Most participants (about 72%) were of black African ethnicity and the median age was 43 years; 91% of delayed responders and 71% of control patients were men. About half were hepatitis B "e" antigen (HBeAg) positive. Delayed responders had a longer average duration of HIV infection (4 vs 2 years) and a trend toward a lower median CD4 cell count (72 vs 192 cells/mm3) compared with concordant responders; 90% were on antiretroviral therapy, almost all including dually-active drugs.


  • 87% of the delayed responders were HBeAg positive compared with just 46% of control subjects, a statistically significance difference.
  • 9 of the 23 delayed responders (39%) and 7 of the 24 control subjects (29%) had received lamivudine monotherapy -- a drug with a relatively low barrier to resistance -- prior to starting tenofovir.
  • However, similar proportions of delayed responders and control patients had lamivudine or emtricitabine resistance before taking tenofovir (30% vs 24%, not a significance difference).
  • Delayed responder case patients had significantly higher baseline HBV DNA prior to starting lamivudine and tenofovir.
  • Shorter duration of ART and CD4 cell count < 200 cells/mm3 were also risk factors for detectable HBV DNA.
  • 16 of the 23 case patients (70%) eventually achieved undetectable HBV DNA, after 42 months on average.
  • However, 6 delayed responders (26%) still had detectable HBV DNA after 46 months of follow-up.
  • Although delayed responders maintained low-level HBV viremia for a prolonged period, this did not lead to drug resistance.
  • Only 1 delayed responder developed a new lamivudine/emtricitabine resistance mutation; this patient's HBV DNA became undetectable 4 months after adding another hepatitis B drug, entecavir (Baraclude).
  • No participants in either group developed tenofovir resistance mutations.

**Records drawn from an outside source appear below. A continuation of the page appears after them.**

mod display;
mod interactive;

use arbiter_session::{GameManager, Mode, ProposedMove, SessionConfig};
use interactive::InteractiveGame;
use std::env;
use std::fs;
use std::io::{self, BufRead, Write};
use std::process::ExitCode;
use std::thread;
use tracing::{error, info};
use tracing_subscriber::EnvFilter;

const USAGE: &str = "\
Usage: arbiter [play|board] [options]

Commands:
  play                 - Play in the terminal by typing moves (default)
  board                - Full-screen board driven with vim keys

Options:
  --mode cpu|friend    - Play the computer or a second human (default cpu)
  --delay-ms <ms>      - Pause before the computer replies (default 300)
  --seed <n>           - Seed the computer's move choice
  --config <file>      - Read settings from a JSON file; flags override it";

fn init_logging() {
    let filter = EnvFilter::try_from_default_env().unwrap_or_else(|_| EnvFilter::new("warn"));
    tracing_subscriber::fmt()
        .with_env_filter(filter)
        .with_writer(io::stderr)
        .init();
}

/// Splits the command line into the command name and the session settings.
fn parse_args(args: &[String]) -> Result<(String, SessionConfig), String> {
    let mut command = String::from("play");
    let mut config = SessionConfig::default();
    let mut overrides: Vec<(&str, &str)> = Vec::new();

    let mut iter = args.iter().skip(1);
    while let Some(arg) = iter.next() {
        match arg.as_str() {
            "--mode" | "--delay-ms" | "--seed" | "--config" => {
                let value = iter
                    .next()
                    .ok_or_else(|| format!("{arg} needs a value"))?;
                overrides.push((arg.as_str(), value.as_str()));
            }
            "play" | "board" => command = arg.clone(),
            other => return Err(format!("unknown argument '{other}'")),
        }
    }

    // the file first, so flags win regardless of their order
    if let Some((_, path)) = overrides.iter().find(|(flag, _)| *flag == "--config") {
        let text = fs::read_to_string(path).map_err(|e| format!("{path}: {e}"))?;
        config = SessionConfig::from_json(&text).map_err(|e| format!("{path}: {e}"))?;
    }
    for (flag, value) in overrides {
        match flag {
            "--mode" => config.mode = value.parse().map_err(|e| format!("{e}"))?,
            "--delay-ms" => {
                config.opponent_delay_ms = value
                    .parse()
                    .map_err(|_| format!("invalid delay '{value}'"))?;
            }
            "--seed" => {
                config.seed = Some(value.parse().map_err(|_| format!("invalid seed '{value}'"))?);
            }
            _ => {}
        }
    }

    Ok((command, config))
}

/// Waits out and plays any scheduled computer reply.
fn settle_opponent(manager: &mut GameManager) {
    while let Some(wait) = manager.time_until_opponent() {
        thread::sleep(wait);
        match manager.poll_opponent() {
            Ok(Some(outcome)) => println!("Computer plays {}", outcome.record.notation),
            Ok(None) => {}
            Err(err) => {
                error!(%err, "computer could not move");
                break;
            }
        }
    }
}

fn print_position(manager: &GameManager) {
    println!();
    for line in display::board_lines(manager.session().position()) {
        println!("{line}");
    }
    println!();
    for line in display::status_lines(&manager.snapshot()) {
        println!("{line}");
    }
}

fn print_help() {
    println!("Enter moves like 'e2e4', or 'e7e8n' to promote to something other than a queen");
    println!("Commands: new, mode cpu|friend, fen, help, quit");
}

fn play_lines(mut manager: GameManager) -> io::Result<()> {
    println!("Arbiter - Interactive Mode");
    print_help();

    let stdin = io::stdin();
    let mut lines = stdin.lock().lines();
    loop {
        settle_opponent(&mut manager);
        print_position(&manager);

        print!("> ");
        io::stdout().flush()?;
        let Some(line) = lines.next() else {
            break;
        };
        let line = line?;
        let input = line.trim();

        match input {
            "" => {}
            "quit" | "exit" => break,
            "help" => print_help(),
            "new" => {
                manager.on_reset_requested();
                println!("New game started!");
            }
            "fen" => println!("{}", manager.snapshot().fen),
            _ if input.starts_with("mode") => match input["mode".len()..].parse::<Mode>() {
                Ok(mode) => manager.on_mode_changed(mode),
                Err(err) => println!("{err}"),
            },
            _ => match input
                .parse::<ProposedMove>()
                .and_then(|proposed| manager.propose_move(proposed))
            {
                Ok(outcome) => println!("You played {}", outcome.record.notation),
                Err(err) => println!("{err}"),
            },
        }
    }
    Ok(())
}

fn main() -> ExitCode {
    init_logging();

    let args: Vec<String> = env::args().collect();
    let (command, config) = match parse_args(&args) {
        Ok(parsed) => parsed,
        Err(message) => {
            eprintln!("{message}\n\n{USAGE}");
            return ExitCode::from(2);
        }
    };
    info!(%command, ?config, "starting");

    let manager = GameManager::from_config(&config);
    let result = match command.as_str() {
        "board" => InteractiveGame::new(manager).run(),
        _ => play_lines(manager),
    };

    match result {
        Ok(()) => ExitCode::SUCCESS,
        Err(err) => {
            error!(%err, "terminal error");
            ExitCode::FAILURE
        }
    }
}

#[cfg(test)]
mod tests {
    use super::*;

    fn args(list: &[&str]) -> Vec<String> {
        std::iter::once("arbiter")
            .chain(list.iter().copied())
            .map(String::from)
            .collect()
    }

    #[test]
    fn test_defaults() {
        let (command, config) = parse_args(&args(&[])).unwrap();
        assert_eq!(command, "play");
        assert_eq!(config, SessionConfig::default());
    }

    #[test]
    fn test_flags_override_defaults() {
        let (command, config) =
            parse_args(&args(&["board", "--mode", "friend", "--delay-ms", "0", "--seed", "7"]))
                .unwrap();
        assert_eq!(command, "board");
        assert_eq!(config.mode, Mode::Friend);
        assert_eq!(config.opponent_delay_ms, 0);
        assert_eq!(config.seed, Some(7));
    }

    #[test]
    fn test_bad_arguments() {
        assert!(parse_args(&args(&["--mode"])).is_err());
        assert!(parse_args(&args(&["--mode", "solo"])).is_err());
        assert!(parse_args(&args(&["--delay-ms", "soon"])).is_err());
        assert!(parse_args(&args(&["perft"])).is_err());
        assert!(parse_args(&args(&["--config", "/nonexistent/arbiter.json"])).is_err());
    }
}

"We report the largest series of HIV/HBV coinfected patients failing to achieve undetectable HBV after 48 weeks on [tenofovir plus emtricitabine or lamivudine] despite undetectable HIV viremia," the study authors wrote.

"This outcome was associated with positive [HBeAg] and higher baseline HBV DNA," they added, as has also been observed in prior studies of HBV monoinfected (HIV negative) people.

"Therapy with [tenofovir plus emtricitabine or lamivudine]is indeed superior to [tenofovir] monotherapy," they concluded. "Our findings indicate that intensification of HBV treatment with entecavir in the absence of viral rebound or the development of new [lamivudine/emtricitabine] resistance mutations is not necessary."

"Combination therapy with [tenofovir] and [lamivudine/emtricitabine] increases the likelihood of sustained HBV DNA suppression," they elaborated in their discussion. "More advanced immunodeficiency and suboptimal compliance with the anti-HBV regimen decreased the likelihood of a sustained response in HIV-HBV coinfected subjects."2/28/13


K Childs, D Joshi, R Byrne, et al. Tenofovir based combination therapy for HIV/HBV co-infection: Factors associated with a partial HBV Virological response in patients with undetectable HIV viraemia. AIDS. February 21, 2013 (Epub ahead of print).